Halliburton CEO's stock rises by $78
million since Iraq invasion
15 Sept. 2005

WASHINGTON, Sept. 15
(
HalliburtonWatch.org) -- War and
skyrocketing oil prices have been good to
Halliburton's CEO David Lesar, whose stock in
the company increased by an estimated $78
million since the U.S. invaded Iraq in 2003, a
HalliburtonWatch analysis reveals.

In March 2003, the first month of the Iraq
invasion, corporate disclosure records show
Lesar owned 1.476 million common shares
and share options in Halliburton worth $30
million. At the end of stock trading yesterday,
those shares were worth $93 million, for a
$63 million gain. Subsequent to the Iraq
invasion, Lesar boosted his total holdings in
the company from $93 million to $108 million
by acquiring a net 243,000 additional shares,
thereby increasing his stock holdings by $78
million since March 2003.

Halliburton's stock price tripled since the Iraq
invasion from $20 to $63.

Lesar owns an additional 644,575 shares of
"restricted stock," or stock that may be sold
only if he satisfies certain goals and
requirements of the corporation. If Lesar is
authorized by Halliburton to sell those shares,
they would be worth an additional $40.8
million as of yesterday's closing stock price.
In the last 24 months, Lesar sold $18.8 million worth of Halliburton stock, with
$16.3 million sold this year alone.

On September 1, three days after Hurricane Katrina hit New Orleans, he sold stock
pursuant to his stock option plan, earning a one-day profit of $720,100. One week
later, on September 8, he similarly earned a one-day profit of $782,000 by selling
stock.

$13.6 Billion in Iraq Revenue

Lesar has presided over a period for the company that has corrected the mistakes
created by former CEO and current U.S. Vice President Dick Cheney. After Cheney
left the firm in 2000 to run for vice president, Halliburton was forced to deal with
the legacy of his incompetent decisions made while he was CEO, decisions that
forced parts of the company into bankruptcy. Those problems have mostly been
solved under Lesar's leadership. In the last four reported quarters, Halliburton
received $20 billion in revenue and earned $1.9 billion in operating income.

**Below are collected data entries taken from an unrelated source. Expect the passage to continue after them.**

//! Backend listener: handshake, registration and session lifetime

use edgeturn_control::{Session, SessionRegistry, SessionToken};
use edgeturn_mux::{MuxConfig, MuxRole, MuxSession};
use edgeturn_proto::{
    encode_line, read_line, ExecReqInfo, ExecReqType, HandshakeError, SessionInfo,
    MAX_HANDSHAKE_LINE,
};
use edgeturn_transport::{MaybeTlsStream, StreamAcceptor};
use std::net::SocketAddr;
use std::sync::Arc;
use std::time::Duration;
use thiserror::Error;
use tokio::io::BufReader;
use tokio::net::{TcpListener, TcpStream};
use tokio_util::sync::CancellationToken;
use tracing::{debug, error, info, warn};

/// Attempts at drawing a token that is not already registered
const TOKEN_ATTEMPTS: usize = 3;

/// Backend listener errors
#[derive(Debug, Error)]
pub enum TurnServerError {
    #[error("IO error: {0}")]
    IoError(#[from] std::io::Error),

    #[error("Failed to bind to {address}: {reason}\n\nTroubleshooting:\n  • Check if another process is using this port: lsof -i :{port}\n  • Try using a different address or port")]
    BindError {
        address: String,
        port: u16,
        reason: String,
    },

    #[error("TLS handshake failed: {0}")]
    TlsError(std::io::Error),

    #[error("Handshake failed: {0}")]
    Handshake(#[from] HandshakeError),

    #[error("Handshake timed out after {0:?}")]
    HandshakeTimeout(Duration),

    #[error("Invalid session request: {0}")]
    InvalidRequest(String),

    #[error("Could not allocate an unused session token")]
    TokenExhausted,

    #[error("Registration refused: {0}")]
    Registration(#[from] edgeturn_control::RegistryError),
}

/// Backend listener configuration
#[derive(Debug, Clone)]
pub struct TurnServerConfig {
    pub bind_addr: SocketAddr,
    /// Port advertised to agents as the client access port
    pub access_port: String,
    /// Bound on TLS handshake plus request read
    pub handshake_timeout: Duration,
    /// Single-client sessions nobody attached to within this are closed
    pub shell_claim_timeout: Duration,
    /// Console sessions are closed after this long regardless of activity
    pub console_ttl: Duration,
    pub mux: MuxConfig,
}

impl Default for TurnServerConfig {
    fn default() -> Self {
        Self {
            bind_addr: SocketAddr::from(([127, 0, 0, 1], 6080)),
            access_port: "443".to_string(),
            handshake_timeout: Duration::from_secs(10),
            shell_claim_timeout: Duration::from_secs(5 * 60),
            console_ttl: Duration::from_secs(20 * 60),
            mux: MuxConfig::default(),
        }
    }
}

struct BackendContext {
    acceptor: StreamAcceptor,
    registry: Arc<SessionRegistry>,
    config: TurnServerConfig,
}

/// Backend ("turn") listener
pub struct TurnServer {
    listener: TcpListener,
    ctx: Arc<BackendContext>,
}

impl TurnServer {
    /// Bind the listener; connections are accepted once [`TurnServer::run`] is called
    pub async fn bind(
        config: TurnServerConfig,
        acceptor: StreamAcceptor,
        registry: Arc<SessionRegistry>,
    ) -> Result<Self, TurnServerError> {
        let listener = TcpListener::bind(config.bind_addr)
            .await
            .map_err(|e| TurnServerError::BindError {
                address: config.bind_addr.ip().to_string(),
                port: config.bind_addr.port(),
                reason: e.to_string(),
            })?;

        if !acceptor.is_tls() {
            warn!(
                "Backend listener on {} is running WITHOUT TLS; agent traffic is unencrypted",
                config.bind_addr
            );
        }

        Ok(Self {
            listener,
            ctx: Arc::new(BackendContext {
                acceptor,
                registry,
                config,
            }),
        })
    }

    pub fn local_addr(&self) -> Result<SocketAddr, TurnServerError> {
        Ok(self.listener.local_addr()?)
    }

    /// Accept backend connections until `shutdown` fires
    pub async fn run(self, shutdown: CancellationToken) -> Result<(), TurnServerError> {
        let local_addr = self.listener.local_addr()?;
        info!("Backend listener accepting agents on {}", local_addr);

        loop {
            let accepted = tokio::select! {
                _ = shutdown.cancelled() => break,
                accepted = self.listener.accept() => accepted,
            };

            match accepted {
                Ok((socket, peer_addr)) => {
                    debug!("Accepted backend connection from {}", peer_addr);
                    let ctx = self.ctx.clone();
                    let shutdown = shutdown.clone();
                    tokio::spawn(async move {
                        if let Err(e) = handle_backend(socket, peer_addr, ctx, shutdown).await {
                            warn!("Backend connection from {} rejected: {}", peer_addr, e);
                        }
                    });
                }
                Err(e) => {
                    error!("Failed to accept backend connection: {}", e);
                }
            }
        }

        info!("Backend listener on {} stopped", local_addr);
        Ok(())
    }
}

async fn read_request(
    socket: TcpStream,
    acceptor: &StreamAcceptor,
) -> Result<(BufReader<MaybeTlsStream>, ExecReqInfo), TurnServerError> {
    let stream = acceptor
        .accept(socket)
        .await
        .map_err(TurnServerError::TlsError)?;
    if stream.has_peer_certificate() {
        debug!("Backend presented a client certificate");
    }

    let mut reader = BufReader::new(stream);
    let request: ExecReqInfo = read_line(&mut reader, MAX_HANDSHAKE_LINE).await?;

    if request.kind == ExecReqType::Console && request.init_url.is_none() {
        return Err(TurnServerError::InvalidRequest(
            "console session requires InitURL".to_string(),
        ));
    }

    Ok((reader, request))
}

fn unused_token(registry: &SessionRegistry) -> Result<SessionToken, TurnServerError> {
    for _ in 0..TOKEN_ATTEMPTS {
        let token = SessionToken::generate();
        if !registry.contains(token.as_str()) {
            return Ok(token);
        }
        warn!("Session token collision, regenerating");
    }
    Err(TurnServerError::TokenExhausted)
}

/// Handshake, register, then hold the session until its backend goes away
async fn handle_backend(
    socket: TcpStream,
    peer_addr: SocketAddr,
    ctx: Arc<BackendContext>,
    shutdown: CancellationToken,
) -> Result<(), TurnServerError> {
    let config = &ctx.config;

    let (reader, request) = tokio::time::timeout(
        config.handshake_timeout,
        read_request(socket, &ctx.acceptor),
    )
    .await
    .map_err(|_| TurnServerError::HandshakeTimeout(config.handshake_timeout))??;

    let token = unused_token(&ctx.registry)?;
    let reply = encode_line(&SessionInfo {
        token: token.as_str().to_string(),
        access_port: config.access_port.clone(),
    })?;

    let mux_config = config.mux.clone().with_accept_streams(false);
    let (mux, driver) = MuxSession::new(reader, MuxRole::Client, mux_config);
    let session = Arc::new(Session::new(
        token,
        request.kind,
        request.init_url,
        mux,
        config.access_port.clone(),
        peer_addr,
    ));
    session.activate();

    // Registered before the agent can learn its token
    ctx.registry.put(session.clone())?;
    driver.spawn_with_preamble(reply);

    info!(
        "Session {:?} ({}) registered for agent {}",
        session.token(),
        session.kind(),
        peer_addr
    );

    let reason = hold_session(&session, config, &shutdown).await;

    ctx.registry.remove_session(&session);
    session.close(&reason);
    session.mark_closed();

    info!(
        "Session {:?} ({}) from {} ended after {:?}: {}",
        session.token(),
        session.kind(),
        peer_addr,
        session.age(),
        reason
    );
    Ok(())
}

/// Wait for whichever ends the session first; returns the reason
async fn hold_session(
    session: &Arc<Session>,
    config: &TurnServerConfig,
    shutdown: &CancellationToken,
) -> String {
    let lifetime = async {
        if session.kind().is_single_client() {
            tokio::time::sleep(config.shell_claim_timeout).await;
            if session.is_claimed() {
                std::future::pending::<()>().await;
            }
            format!(
                "no client attached within {:?}",
                config.shell_claim_timeout
            )
        } else {
            tokio::time::sleep(config.console_ttl).await;
            format!("console session expired after {:?}", config.console_ttl)
        }
    };

    tokio::select! {
        _ = session.mux().closed() => session
            .mux()
            .close_reason()
            .unwrap_or_else(|| "backend connection closed".to_string()),
        _ = shutdown.cancelled() => "relay shutting down".to_string(),
        reason = lifetime => reason,
    }
}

Iraq-related contracts amounted to $13.6 billion in revenue for the company since
March 2003. Nonetheless, most of Halliburton's profit is earned from its energy
services business, not the war. Higher gasoline prices have required oil companies
to build additional oil rigs, something Halliburton leads the world in doing.

The company's skyrocketing stock price also reflects, in part, a market expectation
that the company might one day benefit from Iraq's large oil reserves.

'Jacking Up the Margins'

Lesar complained last year about the low profit margins earned in Iraq from the
company's troop support contract with the Army, known as "LOGCAP." He even
threatened to charge the Army with higher costs by declaring that he would "jack
the margins up significantly" if companies other than Halliburton are allowed to bid
for new work under LOGCAP. He made his comments in response to a U.S. military
recommendation that called for the immediate termination of the LOGCAP contract
so that other, less scandalous, firms can be hired to assist the soldiers.

"Jacking up the margins" is already standard practice at Halliburton via cost
overcharges. Those overcharges helped boost the company's war profits by 284
percent during the second quarter of this year.

Audits conducted by the Pentagon's Defense Contract Audit Agency determined
that KBR had $1 billion in "questioned" expenses (i.e. expenses which military
auditors consider "unreasonable") and $442 million in "unsupported" expenses (i.e.
expenses which military auditors have determined contain no receipt or any
explanation on how the expenses were disbursed).

Despite the cost overcharges, numerous critical reports from military auditors and
the public outcry against Halliburton, Washington continues to drag its feet in
dealing with the company's continuing rip-off of U.S. taxpayers.